Filme brasileiro “Todos os Mortos” concorre ao Urso de Ouro
O longa mostra os embates das mulheres de uma família branca e outra negra no período posterior à abolição da escravidão no país
Representante brasileiro na competição pelo Urso de Ouro do 70º Festival de Berlim, Todos os Mortos foi exibido no domingo (23) na mostra alemã. Escrito e dirigido por Marco Dutra e Caetano Gotardo, o longa mostra os embates – em torno de reconhecimento e sobrevivência – das mulheres de uma família branca e outra negra no período imediatamente posterior à abolição da escravidão no país.
Gotardo afirmou, em entrevista coletiva logo após a sessão do filme para a imprensa, que a ideia inicial dos diretores era “pensar sobre a estrutura social nesse período determinado do fim da escravidão, uma estrutura que ainda está muito presente na nossa sociedade”.
O diretor disse que “quando se pensa sobre estrutura social no Brasil, é preciso falar sobre raça” e pontuou que não se trata apenas “de falar sobre negritude, mas também sobre a ideia do branco, essa ideia opressiva de que o branco é o neutro”.
Para exemplificar seu argumento, Gotardo afirmou que, se um roteiro brasileiro não menciona especificamente a raça de uma personagem, supõe-se que ela seja branca. “Isso não faz sentido. Queríamos olhar para isso no Brasil.”
Questionados se o dramaturgo Anton Tchekhov (1860-1904) havia sido uma influência para seu filme, os diretores se disseram admiradores da obra do russo. Gotardo apontou “dois elementos” característicos da escrita de Tchekhov que “têm a ver com os personagens” de Todos os mortos.
SUBJETIVIDADE
“Queríamos construir personagens complexos. E, em Tchekhov, cada personagem, por menor que seja, tem uma profunda vida interior, tem sua luz e sua subjetividade. Cada personagem de Tchekhov também representa uma linha de pensamento. E queríamos que nossos personagens tivessem isso – visões diferentes e modos distintos de compreender o mundo”, afirmou.
O diretor chamou a atenção para o fato de que a edição 2020 do Festival de Berlim selecionou 19 filmes brasileiros (escalados em diversas seções paralelas à competição pelo Urso) e que o Festival de Roterdã (22/1 a 2/2) programou 12 títulos nacionais. “O fato de termos filmes brasileiros em cada festival internacional importante mostra que temos um cinema diverso no Brasil hoje. Nosso cinema atingiu um equilíbrio e começou a ter uma narrativa mais plural e interessante. Estamos apresentando um filme que não é uma exceção, mas parte de um movimento artístico que está em curso no Brasil. Ainda não chegamos ao ponto ideal, mas ganhamos força”, afirmou.

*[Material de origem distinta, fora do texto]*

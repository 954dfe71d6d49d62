#![doc = env!("CARGO_PKG_DESCRIPTION")]

#[doc(inline)]
pub use qpu_device as device;

#[doc(inline)]
pub use qpu_tensor as tensor;

#[doc(inline)]
pub use qpu_blas as blas;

Prosseguindo sua análise sobre o quadro atual da produção cinematográfica brasileira, Gotardo afirmou que “agora esse cinema está sob ataque. É importante estar aqui e mostrar esses filmes numa vitrine internacional e também mostrá-los internamente com sucesso comercial, para nos dar energia para continuar fazendo filmes e lutar contra esse ataque. Estar aqui com tantos filmes é um ato de resistência, tem um peso simbólico”.